検証機関が検証の際に判断を下す際、統制に内在する限界、定性的性質をもつ証拠などの要因のため、絶対的保証を達成することは不可能です。そのため、検証プロセス開始のまず最初の段階で、事業者(検証を受ける企業)のニーズを考慮して、保証水準を確定するのです。

3)コストが違う!

「限定的保証」と「合理的保証」はその保証内容が異なるだけではなく、必要となる「コスト」も違います。
検証内容の水準が高くなるということは、コストが高くなるということです。一般的に、高い水準の保証である「合理的保証」の方が、限定的保証よりも時間・労力・金銭面等において高いコストを要します。

3.具体例

1)合理的保証が必要なケース

検証対象の排出量をもとに金銭のやり取りが発生するような事項については、合理的保証が求められるケースが多いです。

2)限定的保証を実施しているケース

  • 企業のサステナビリティ情報(一部企業)
    環境情報開示が推奨される昨今、自社サイト等でサステナビリティ情報を公開している企業も存在する。その内、保証を付けているのは一部の企業。また、その保証水準の多くは限定的保証。
    限定的保証の実施数は記載されていませんが、日経225企業におけるサステナビリティ情報に対する保証の割合を、参考までに下記に掲載します。

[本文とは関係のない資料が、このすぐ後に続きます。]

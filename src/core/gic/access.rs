// SPDX-License-Identifier: Apache-2.0
// Copyright 2025 itsakeyfut
//
// Licensed under the Apache License, Version 2.0 (the "License");
// you may not use this file except in compliance with the License.
// You may obtain a copy of the License at
//
//     http://www.apache.org/licenses/LICENSE-2.0
//
// Unless required by applicable law or agreed to in writing, software
// distributed under the License is distributed on an "AS IS" BASIS,
// WITHOUT WARRANTIES OR CONDITIONS OF ANY KIND, either express or implied.
// See the License for the specific language governing permissions and
// limitations under the License.

//! Register read/write decoding

use super::registers::*;
use super::{Gic, InterruptSource};
use crate::core::memory::is_valid_access_size;
use std::ops::Range;

const VPELOCAL_END: u64 = GIC_VPELOCAL_BASE_ADDR + GIC_VL_BRK_GROUP;
const VPEOTHER_END: u64 = GIC_VPEOTHER_BASE_ADDR + GIC_VL_BRK_GROUP;
const USERMODE_COUNTERLO: u64 = GIC_USERMODE_BASE_ADDR + GIC_USER_MODE_COUNTERLO;
const USERMODE_COUNTERHI: u64 = GIC_USERMODE_BASE_ADDR + GIC_USER_MODE_COUNTERHI;
const VPE_OTHER_ADDR_HI: u64 = GIC_VPE_OTHER_ADDR_OFS + 4;

impl Gic {
    /// Read `size` bytes at `addr` on behalf of CPU `cpu`
    pub fn read(&mut self, cpu: usize, addr: u64, size: u32) -> u64 {
        if !is_valid_access_size(size) {
            log::warn!("Unsupported {}-byte GIC read at offset {:#x}", size, addr);
            return 0;
        }
        let vp_index = self.current_vp(cpu);

        match addr {
            GIC_SH_CONFIG_OFS => self.sh_config as u64,
            GIC_SH_COUNTERLO_OFS => self.get_shared_count() as u64,
            GIC_SH_COUNTERHI_OFS => 0,
            GIC_SH_POL_31_0_OFS..=GIC_SH_POL_255_224_OFS => {
                self.read_bitmap(addr - GIC_SH_POL_31_0_OFS, size, |s| s.polarity)
            }
            GIC_SH_TRIG_31_0_OFS..=GIC_SH_TRIG_255_224_OFS => {
                self.read_bitmap(addr - GIC_SH_TRIG_31_0_OFS, size, |s| s.trigger_type)
            }
            GIC_SH_DUAL_31_0_OFS..=GIC_SH_DUAL_255_224_OFS => {
                self.read_bitmap(addr - GIC_SH_DUAL_31_0_OFS, size, |s| s.dual_edge)
            }
            GIC_SH_PEND_31_0_OFS..=GIC_SH_PEND_255_224_OFS => {
                self.get_shared_count();
                self.read_bitmap(addr - GIC_SH_PEND_31_0_OFS, size, |s| s.pending)
            }
            GIC_SH_MASK_31_0_OFS..=GIC_SH_MASK_255_224_OFS => {
                self.read_bitmap(addr - GIC_SH_MASK_31_0_OFS, size, |s| s.enabled)
            }
            GIC_SH_MAP0_PIN_OFS..=GIC_SH_MAP255_PIN_OFS => {
                let irq_src = ((addr - GIC_SH_MAP0_PIN_OFS) / 4) as usize;
                self.irq_state
                    .get(irq_src)
                    .map_or(0, |source| source.map_pin as u64)
            }
            GIC_SH_MAP0_VPE31_0_OFS..=GIC_SH_MAP255_VPE63_32_OFS => {
                let irq_src = ((addr - GIC_SH_MAP0_VPE31_0_OFS) / GIC_SH_MAP_VPE_STRIDE) as usize;
                self.irq_state
                    .get(irq_src)
                    .and_then(|source| source.map_vpe)
                    .map_or(0, |vpe| 1u64 << vpe)
            }
            GIC_VPELOCAL_BASE_ADDR..=VPELOCAL_END => {
                self.read_vpe(vp_index, addr - GIC_VPELOCAL_BASE_ADDR, size)
            }
            GIC_VPEOTHER_BASE_ADDR..=VPEOTHER_END => match self.vps.get(vp_index) {
                Some(vp) => {
                    let other_index = vp.other_addr;
                    self.read_vpe(other_index, addr - GIC_VPEOTHER_BASE_ADDR, size)
                }
                None => self.unknown_vp(vp_index),
            },
            USERMODE_COUNTERLO => self.get_shared_count() as u64,
            USERMODE_COUNTERHI => 0,
            _ => {
                log::warn!("Unimplemented {}-byte GIC read at offset {:#x}", size, addr);
                0
            }
        }
    }

    /// Write `size` bytes at `addr` on behalf of CPU `cpu`
    pub fn write(&mut self, cpu: usize, addr: u64, size: u32, data: u64) {
        if !is_valid_access_size(size) {
            log::warn!("Unsupported {}-byte GIC write at offset {:#x}", size, addr);
            return;
        }
        let vp_index = self.current_vp(cpu);

        match addr {
            GIC_SH_CONFIG_OFS => self.write_sh_config(data),
            GIC_SH_COUNTERLO_OFS => {
                if self.sh_config & GIC_SH_CONFIG_COUNTSTOP_MSK != 0 {
                    self.store_shared_count(data as u32);
                }
            }
            GIC_SH_COUNTERHI_OFS => {}
            GIC_SH_POL_31_0_OFS..=GIC_SH_POL_255_224_OFS => {
                self.write_bitmap(addr - GIC_SH_POL_31_0_OFS, size, data, |s, bit| {
                    s.polarity = bit
                });
            }
            GIC_SH_TRIG_31_0_OFS..=GIC_SH_TRIG_255_224_OFS => {
                self.write_bitmap(addr - GIC_SH_TRIG_31_0_OFS, size, data, |s, bit| {
                    s.trigger_type = bit
                });
            }
            GIC_SH_DUAL_31_0_OFS..=GIC_SH_DUAL_255_224_OFS => {
                self.write_bitmap(addr - GIC_SH_DUAL_31_0_OFS, size, data, |s, bit| {
                    s.dual_edge = bit
                });
            }
            GIC_SH_RMASK_31_0_OFS..=GIC_SH_RMASK_255_224_OFS => {
                let touched = self.write_bitmap(addr - GIC_SH_RMASK_31_0_OFS, size, data, |s, bit| {
                    s.enabled &= !bit
                });
                touched.for_each(|n| self.refresh_source(n));
            }
            GIC_SH_SMASK_31_0_OFS..=GIC_SH_SMASK_255_224_OFS => {
                let touched = self.write_bitmap(addr - GIC_SH_SMASK_31_0_OFS, size, data, |s, bit| {
                    s.enabled |= bit
                });
                touched.for_each(|n| self.refresh_source(n));
            }
            GIC_SH_WEDGE_OFS => {
                let intr = (data & 0x7FFF_FFFF) as usize;
                if intr < self.num_irq {
                    self.set_irq(intr, data & GIC_SH_WEDGE_RW_MSK != 0);
                }
            }
            GIC_SH_MAP0_PIN_OFS..=GIC_SH_MAP255_PIN_OFS => {
                let irq_src = ((addr - GIC_SH_MAP0_PIN_OFS) / 4) as usize;
                self.remap_source(irq_src, |source| source.map_pin = data as u32);
            }
            GIC_SH_MAP0_VPE31_0_OFS..=GIC_SH_MAP255_VPE63_32_OFS => {
                let irq_src = ((addr - GIC_SH_MAP0_VPE31_0_OFS) / GIC_SH_MAP_VPE_STRIDE) as usize;
                self.remap_source(irq_src, |source| {
                    source.map_vpe = (data != 0).then(|| data.trailing_zeros() as usize)
                });
            }
            GIC_VPELOCAL_BASE_ADDR..=VPELOCAL_END => {
                self.write_vpe(vp_index, addr - GIC_VPELOCAL_BASE_ADDR, size, data)
            }
            GIC_VPEOTHER_BASE_ADDR..=VPEOTHER_END => match self.vps.get(vp_index) {
                Some(vp) => {
                    let other_index = vp.other_addr;
                    self.write_vpe(other_index, addr - GIC_VPEOTHER_BASE_ADDR, size, data)
                }
                None => {
                    self.unknown_vp(vp_index);
                }
            },
            USERMODE_COUNTERLO | USERMODE_COUNTERHI => {}
            _ => log::warn!(
                "Unimplemented {}-byte GIC write at offset {:#x} = {:#010x}",
                size,
                addr,
                data
            ),
        }
    }

    fn read_vpe(&mut self, vp_index: usize, addr: u64, size: u32) -> u64 {
        if vp_index >= self.num_cpu {
            return self.unknown_vp(vp_index);
        }

        match addr {
            GIC_VPE_CTL_OFS => self.vps[vp_index].ctl as u64,
            GIC_VPE_PEND_OFS => {
                self.get_shared_count();
                self.vps[vp_index].pend as u64
            }
            GIC_VPE_MASK_OFS => self.vps[vp_index].mask as u64,
            GIC_VPE_WD_MAP_OFS => self.vps[vp_index].wd_map as u64,
            GIC_VPE_COMPARE_MAP_OFS => self.vps[vp_index].compare_map as u64,
            GIC_VPE_TIMER_MAP_OFS => self.vps[vp_index].timer_map as u64,
            GIC_VPE_OTHER_ADDR_OFS => self.vps[vp_index].other_addr as u64,
            GIC_VPE_IDENT_OFS => vp_index as u64,
            GIC_VPE_COMPARE_LO_OFS => self.vps[vp_index].comparelo as u64,
            GIC_VPE_COMPARE_HI_OFS => self.vps[vp_index].comparehi as u64,
            _ => {
                log::warn!(
                    "Unimplemented {}-byte GIC read at LOCAL/OTHER offset {:#x}",
                    size,
                    addr
                );
                0
            }
        }
    }

    fn write_vpe(&mut self, vp_index: usize, addr: u64, size: u32, data: u64) {
        if vp_index >= self.num_cpu {
            self.unknown_vp(vp_index);
            return;
        }

        let value = data as u32;
        match addr {
            GIC_VPE_CTL_OFS => {
                let vp = &mut self.vps[vp_index];
                vp.ctl = (vp.ctl & !GIC_VPE_CTL_EIC_MODE_MSK) | (value & GIC_VPE_CTL_EIC_MODE_MSK);
            }
            GIC_VPE_RMASK_OFS => {
                self.vps[vp_index].mask &= !(value & GIC_VPE_SET_RESET_MSK) & GIC_VPE_SET_RESET_MSK;
            }
            GIC_VPE_SMASK_OFS => {
                self.vps[vp_index].mask |= value & GIC_VPE_SET_RESET_MSK;
            }
            GIC_VPE_WD_MAP_OFS => self.vps[vp_index].wd_map = value & GIC_MAP_TO_PIN_REG_MSK,
            GIC_VPE_COMPARE_MAP_OFS => {
                self.vps[vp_index].compare_map = value & GIC_MAP_TO_PIN_REG_MSK
            }
            GIC_VPE_TIMER_MAP_OFS => self.vps[vp_index].timer_map = value & GIC_MAP_TO_PIN_REG_MSK,
            GIC_VPE_OTHER_ADDR_OFS => {
                if data < self.num_cpu as u64 {
                    self.vps[vp_index].other_addr = data as usize;
                } else {
                    log::debug!("GIC VPE[{}] OTHER_ADDR {} ignored", vp_index, data);
                }
            }
            VPE_OTHER_ADDR_HI => {}
            GIC_VPE_COMPARE_LO_OFS => self.store_vpe_compare(vp_index, data),
            GIC_VPE_COMPARE_HI_OFS => {}
            _ => log::warn!(
                "Unimplemented {}-byte GIC write at LOCAL/OTHER offset {:#x} = {:#010x}",
                size,
                addr,
                data
            ),
        }
    }

    /// Pack one flag of `size * 8` consecutive sources into a bitmap
    ///
    /// `rel` is the byte offset from the start of the register array.
    fn read_bitmap(&self, rel: u64, size: u32, flag: impl Fn(&InterruptSource) -> bool) -> u64 {
        let base = (rel * 8) as usize;
        (0..size as usize * 8)
            .filter(|i| self.irq_state.get(base + i).is_some_and(&flag))
            .fold(0u64, |acc, i| acc | (1 << i))
    }

    /// Unpack a bitmap write onto `size * 8` consecutive sources
    ///
    /// Returns the indices of the sources that exist in the written range.
    fn write_bitmap(
        &mut self,
        rel: u64,
        size: u32,
        data: u64,
        apply: impl Fn(&mut InterruptSource, bool),
    ) -> Range<usize> {
        let base = (rel * 8) as usize;
        let end = (base + size as usize * 8).min(self.irq_state.len());
        let start = base.min(end);
        for (i, source) in self.irq_state[start..end].iter_mut().enumerate() {
            apply(source, (data >> i) & 1 != 0);
        }
        start..end
    }

    fn unknown_vp(&self, vp_index: usize) -> u64 {
        log::warn!(
            "GIC access for VPE {} outside the {} configured",
            vp_index,
            self.num_cpu
        );
        0
    }
}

    (出典:金融庁:第2回 金融審議会ディスクロージャーワーキング・グループ(令和4年度)資料1(2022年11月2日) 2023年8月28日閲覧)

3)検証の種類を尋ねられるケース

  • CDP回答
    CDP回答時、以下の質問に答える必要がある。
    「(C10.1c) スコープ3排出量に対して行われた検証/保証の詳細を記入し、関連する報告書を添付してください。→検証/保証の種別 選択欄」

    (選択肢:該当なし、限定的保証、中位の保証、合理的保証、高位の保証、第三者の検証/保証実施中)
    (参考:CDP Climate Change 2023 Reporting Guidance

4)限定的保証から合理的保証へ

  • GXリーグ
    「全ての企業に合理的保証を求める」ことを目指すべき姿としてはいるが、さまざまな課題(※下記)が存在するため、現段階(第1フェーズ)では対象者により検証水準が異なる。(下図参照)
    算定・モニタリング・報告及び検証体制の構築の進捗度合いに応じて、合理的保証の対象を全企業へ移行することを目指している。検証機関のキャパシティや今後の企業側の体制もふまえ、「段階的発展」の考えの下で検討していく。

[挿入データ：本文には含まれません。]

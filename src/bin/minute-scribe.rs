//! Demo driver: transcribe one audio file and print its minutes.
//!
//! Usage: `minute-scribe <audio-file> [model-dir]`
//!
//! Reads `GEMINI_API_KEY` from the environment (a `.env` file is honored).

use anyhow::{bail, Result};
use minute_scribe::{MeetingSummarizer, RunOutcome, SummarizerConfig};
use std::path::{Path, PathBuf};

#[tokio::main]
async fn main() -> Result<()> {
    dotenvy::dotenv().ok();
    env_logger::init();

    let mut args = std::env::args().skip(1);
    let audio_path = match args.next() {
        Some(path) => PathBuf::from(path),
        None => bail!("usage: minute-scribe <audio-file> [model-dir]"),
    };
    let model_dir = args.next().unwrap_or_else(|| "models".to_string());

    if !audio_path.exists() {
        bail!("audio file not found: {}", audio_path.display());
    }

    let config = SummarizerConfig::from_env(Path::new(&model_dir));
    let summarizer = MeetingSummarizer::initialize(&config);

    match summarizer.run(&audio_path).await {
        RunOutcome::TranscriptionFailed { detail } => {
            bail!("transcription failed: {}", detail);
        }
        RunOutcome::SummaryFailed { transcript, error } => {
            println!("--- Full Transcript ---\n{}\n", transcript);
            bail!("summarization failed: {}", error);
        }
        RunOutcome::Done {
            transcript,
            minutes,
        } => {
            println!("--- Full Transcript ---\n{}\n", transcript);

            println!("## Summary\n{}\n", minutes.summary);

            println!("## Key Decisions");
            for decision in &minutes.key_decisions {
                println!("- {}", decision);
            }

            println!("\n## Action Items");
            for item in &minutes.action_items {
                println!("- {}", item);
            }
        }
    }

    Ok(())
}
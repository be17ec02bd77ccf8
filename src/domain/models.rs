/// Domain models for Minute Scribe
///
/// These models represent core business entities and are provider-agnostic.
use serde::{Deserialize, Serialize};

/// Sentinel owner for action items with nobody named in the transcript
pub const UNASSIGNED_OWNER: &str = "TBD";

/// Result of a single transcription call.
///
/// Immutable once produced; one per audio input. `ok=false` results must
/// never be fed into summarization.
#[derive(Debug, Clone, Serialize, Deserialize)]
pub struct TranscriptResult {
    /// Full transcript text (empty on failure)
    pub text: String,

    /// Whether transcription succeeded
    pub ok: bool,

    /// Underlying error message, verbatim, when `ok` is false
    pub error_detail: Option<String>,
}

impl TranscriptResult {
    /// Creates a successful transcript
    pub fn success(text: String) -> Self {
        Self {
            text,
            ok: true,
            error_detail: None,
        }
    }

    /// Creates a failed transcript carrying the underlying error message
    pub fn failure(detail: impl Into<String>) -> Self {
        Self {
            text: String::new(),
            ok: false,
            error_detail: Some(detail.into()),
        }
    }
}

/// Structured meeting minutes extracted from a transcript.
///
/// Decisions and action items keep the order the model emitted them in;
/// that order is chronological/priority order within the meeting.
#[derive(Debug, Clone, Serialize, Deserialize, PartialEq, Eq)]
pub struct MeetingMinutes {
    /// Narrative summary of the whole meeting
    pub summary: String,

    /// Finalized decisions, in meeting order
    pub key_decisions: Vec<String>,

    /// Assigned tasks, each naming an owner or the "TBD" sentinel
    pub action_items: Vec<String>,
}

/// Wire shape of the minutes payload returned by the model.
///
/// Accepts `decisions` as an alias for `key_decisions` so downstream
/// consumers of either spelling interoperate. Action items may arrive as
/// plain strings or as `{task, owner}` objects; both are normalized.
#[derive(Debug, Deserialize)]
pub struct MinutesPayload {
    pub summary: String,

    #[serde(alias = "decisions")]
    pub key_decisions: Vec<String>,

    pub action_items: Vec<ActionItemPayload>,
}

/// One action item as emitted by the model
#[derive(Debug, Deserialize)]
#[serde(untagged)]
pub enum ActionItemPayload {
    /// Structured form: explicit task with an optional owner
    Structured {
        task: String,
        #[serde(default)]
        owner: Option<String>,
    },

    /// Free-form "Owner: task" string, passed through as-is
    Text(String),
}

impl ActionItemPayload {
    /// Render as an "owner: task" line, defaulting a missing owner to "TBD"
    pub fn into_line(self) -> String {
        match self {
            ActionItemPayload::Text(line) => line,
            ActionItemPayload::Structured { task, owner } => {
                let owner = owner
                    .filter(|o| !o.trim().is_empty())
                    .unwrap_or_else(|| UNASSIGNED_OWNER.to_string());
                format!("{}: {}", owner, task)
            }
        }
    }
}

impl From<MinutesPayload> for MeetingMinutes {
    fn from(payload: MinutesPayload) -> Self {
        Self {
            summary: payload.summary,
            key_decisions: payload.key_decisions,
            action_items: payload
                .action_items
                .into_iter()
                .map(ActionItemPayload::into_line)
                .collect(),
        }
    }
}

/// Final result of one orchestrated run
#[derive(Debug, Clone)]
pub enum RunOutcome {
    /// Transcription failed; summarization was never attempted
    TranscriptionFailed { detail: String },

    /// Transcription succeeded but minutes generation failed
    SummaryFailed {
        transcript: String,
        error: crate::error::SummaryError,
    },

    /// Both stages succeeded
    Done {
        transcript: String,
        minutes: MeetingMinutes,
    },
}

impl RunOutcome {
    /// Whether the run completed both stages
    pub fn is_done(&self) -> bool {
        matches!(self, RunOutcome::Done { .. })
    }
}
//! Domain models and prompt templates
//!
//! Platform-agnostic business entities; no adapter types leak in here.

pub mod models;
pub mod prompts;

pub use models::{
    ActionItemPayload, MeetingMinutes, MinutesPayload, RunOutcome, TranscriptResult,
    UNASSIGNED_OWNER,
};
pub use prompts::PromptTemplates;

    (出典:GXリーグ 事務局「GX-ETSにおける第1フェーズのルール」(2023年2⽉) 2023年8月29日閲覧)

※【課題】
  ●排出量取引は⾦銭の取引を伴うため、企業が算定した排出量に対し、⼀定⽔準以上の検証が必要。
  ●他⽅、⽔準を上げすぎると、実務負担が増加する。
   ・合理的保証を要求すると検証機関によるサンプリング数や現地調査数が増加し、企業への負担が増加する。
   ・合理的保証に耐えうる排出量算定の内部統制を構築するのに準備が必要。
   ・日本での排出量の検証の担い⼿が少ない。

  • 米国の「 気候関連開示に関する規則改定案」
    GHG排出量(Scope1、2)については当初限定的保証を求めた後、追って合理的保証を求めるとしている。

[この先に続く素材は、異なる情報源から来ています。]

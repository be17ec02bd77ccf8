//! Minute Scribe: automated meeting minutes from recorded audio.
//!
//! Two-stage pipeline with independent failure domains:
//!
//! 1. local Whisper transcription (whisper.cpp via whisper-rs), and
//! 2. structured minutes generation via the Gemini API with JSON-enforced
//!    output (summary, key decisions, action items).
//!
//! ```no_run
//! use minute_scribe::{MeetingSummarizer, SummarizerConfig};
//! use std::path::Path;
//!
//! # async fn demo() {
//! let config = SummarizerConfig::from_env("models");
//! let summarizer = MeetingSummarizer::initialize(&config);
//! let outcome = summarizer.run(Path::new("data/meeting_audio.mp3")).await;
//! # }
//! ```

pub mod adapters;
pub mod config;
pub mod domain;
pub mod error;
pub mod ports;
pub mod summarizer;

pub use adapters::asr::WhisperEngine;
pub use adapters::llm::GeminiService;
pub use config::{LlmConfig, SummarizerConfig, WhisperConfig, WhisperModelSize};
pub use domain::{MeetingMinutes, RunOutcome, TranscriptResult};
pub use error::{AppError, SummaryError};
pub use summarizer::MeetingSummarizer;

(参考:経済産業省「第10回 非財務情報の開示指針研究会 資料 4」(2022年10月) 2023年8月28日閲覧)

4.まとめ

いかがでしたか。今回の記事では、第三者検証の保証水準(合理的保証と限定的保証)について解説しました。
必要な保証水準は、排出量算定の目的、算定結果公開の目的によって変わります。また、保証水準が変われば、検証コストも変わってきます。
排出量・削減量が経済的な取引の基礎となる制度などでは、「合理的保証」が求められています。その一方、サステナビリティ報告書等で公開するために自社の手法に基づき算定した排出量を検証する場合は、「限定的保証」を採用しているケースが多いです。
排出量算定の際にも「目的」を定める事が重要なポイントでしたが、検証の際も同じく「目的」を明確にすることがポイントです。算定の目的と、情報公開の目的を加味して、検証機関と共に検証の保証水準を定めたいところです。

まずは目的を明確にする。そこからスタートしてみてはいかがでしょうか。